Link
https://wiki.sfb1167.uni-bonn.de/mediawiki/
[SFB 1167: https://www.sfb1167.uni-bonn.de/]
Runtime
2018–2021
project participants
SFB 1167 “Macht und Herrschaft – Vormoderne Konfigurationen in transkultureller Perspektive” (Rheinische Friedrich-Wilhelm-Universität Bonn), CCeH. SFB spokesperson: Prof. Dr. Matthias Becher (University of Bonn). SFB Secretariat: Dr. Katharina Gahbler (University of Bonn), Mike Janßen (University of Bonn). CCeH: Gwenlyn Tiedemann.
Funding
Funded by the DFG.
Description
From 2016 to 2021, the DFG-funded Collaborative Research Centre 1167 set itself the task of investigating pre-modern political and social forms of organization of power and rule in Asia, Europe and northern Africa from a transcultural perspective. Power and domination have characterized human coexistence throughout the ages. In order to better understand the processes subsumed under the keyword ‘globalization’ today, the focus is directed towards the deep social structures of non-European and European cultural areas. The aim of the CRC 1167 is to arrive at a comprehensive phenomenology of pre-modern power and rule by examining a wide range of material, pictorial and linguistic evidence.
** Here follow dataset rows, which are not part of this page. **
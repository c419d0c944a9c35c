//! # Storage Traits
//!
//! The persistence collaborator contract consumed by the domain layer.
//! Implementations may back these with flat files, a relational store, or
//! anything else; the domain never sees the difference.
//!
//! All operations are synchronous: the core runs single-threaded with one
//! writer per account per session, so a read immediately following a write
//! observes the write.

use anyhow::Result;
use chrono::{DateTime, Utc};

use crate::domain::models::account::Account;
use crate::domain::models::goal::Goal;

/// Trait defining the interface for account storage operations
pub trait AccountStorage: Send + Sync {
    /// Store a new account
    fn store_account(&self, account: &Account) -> Result<()>;

    /// Retrieve a specific account by ID
    fn get_account(&self, account_id: &str) -> Result<Option<Account>>;

    /// List all accounts ordered by name
    fn list_accounts(&self) -> Result<Vec<Account>>;

    /// Delete an account by ID, cascading to its goals and start date.
    /// Deleting a missing account is a no-op.
    fn delete_account(&self, account_id: &str) -> Result<()>;

    /// Set or clear the start date for an account
    fn set_start_date(&self, account_id: &str, start_date: Option<DateTime<Utc>>) -> Result<()>;
}

/// Trait defining the interface for goal storage operations
pub trait GoalStorage: Send + Sync {
    /// Store a new goal
    fn store_goal(&self, goal: &Goal) -> Result<()>;

    /// Retrieve a specific goal by ID within an account
    fn get_goal(&self, account_id: &str, goal_id: &str) -> Result<Option<Goal>>;

    /// List all goals for an account in insertion order
    /// (ascending created_at); empty if the account has none.
    fn list_goals(&self, account_id: &str) -> Result<Vec<Goal>>;

    /// Update an existing goal in place
    fn update_goal(&self, goal: &Goal) -> Result<()>;

    /// Delete a single goal. Deleting a missing goal is a no-op.
    fn delete_goal(&self, account_id: &str, goal_id: &str) -> Result<()>;
}

/// Trait defining the interface for storage connections
///
/// Abstracts away the concrete backend and provides factory methods for
/// creating repositories, so the domain layer can be wired against any
/// storage implementation.
pub trait Connection: Send + Sync + Clone {
    /// The type of AccountStorage this connection creates
    type AccountRepository: AccountStorage;

    /// The type of GoalStorage this connection creates
    type GoalRepository: GoalStorage;

    /// Create a new account repository for this connection
    fn create_account_repository(&self) -> Self::AccountRepository;

    /// Create a new goal repository for this connection
    fn create_goal_repository(&self) -> Self::GoalRepository;
}
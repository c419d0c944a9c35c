//! Core library for an eight-week goal journey tracker.
//!
//! The journey is a fixed 56-day window starting at an account's start
//! date. The domain layer computes which week is current, how far along
//! the journey is, and aggregates per-week goal progress; the storage
//! layer persists accounts and goals as per-account YAML and CSV files.
//!
//! Typical embedding:
//!
//! ```no_run
//! use journey_tracker::domain::commands::account::CreateAccountCommand;
//!
//! # fn main() -> anyhow::Result<()> {
//! let mut context = journey_tracker::open("./data")?;
//! context.create_account(CreateAccountCommand {
//!     name: "Acme".to_string(),
//! })?;
//! println!("week {}", context.current_week());
//! # Ok(())
//! # }
//! ```

pub mod domain;
pub mod storage;

pub use domain::{
    Account, AccountContext, Goal, JourneyError, JourneyResult, OverallProgress, TimelineSnapshot,
    WeekStatus, WeekSummary,
};
pub use storage::csv::CsvConnection;

use std::path::Path;

/// Open (creating if needed) a data directory and return a session over
/// it with the first account auto-selected.
pub fn open<P: AsRef<Path>>(data_dir: P) -> anyhow::Result<AccountContext<CsvConnection>> {
    let connection = CsvConnection::new(data_dir)?;
    let mut context = AccountContext::new(connection);
    context.initialize()?;
    Ok(context)
}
In the SFB 1167, the phenomena of power and domination were approached mainly via textually transmitted corpora. In the individual sub-projects, for example, source terms are analyzed and evaluated in the context of their transmission. In order to provide the sub-projects with a working tool for the systematic recording and evaluation of their research data, the cooperation project with the CCeH was initiated in 2018-2021 to create a digital research environment that, in addition to recording the data generated by the projects, enables a consolidation of results and a transcultural comparison of the forms of appearance and manifestation of power and domination across the CRC. The open source software MediaWiki with its extension Semantic MediaWiki is used for this purpose. The uniform structuring of the data in the wiki promotes synergies between the sub-projects.
Picture credits
Image by Luis Muzquiz on Unsplash.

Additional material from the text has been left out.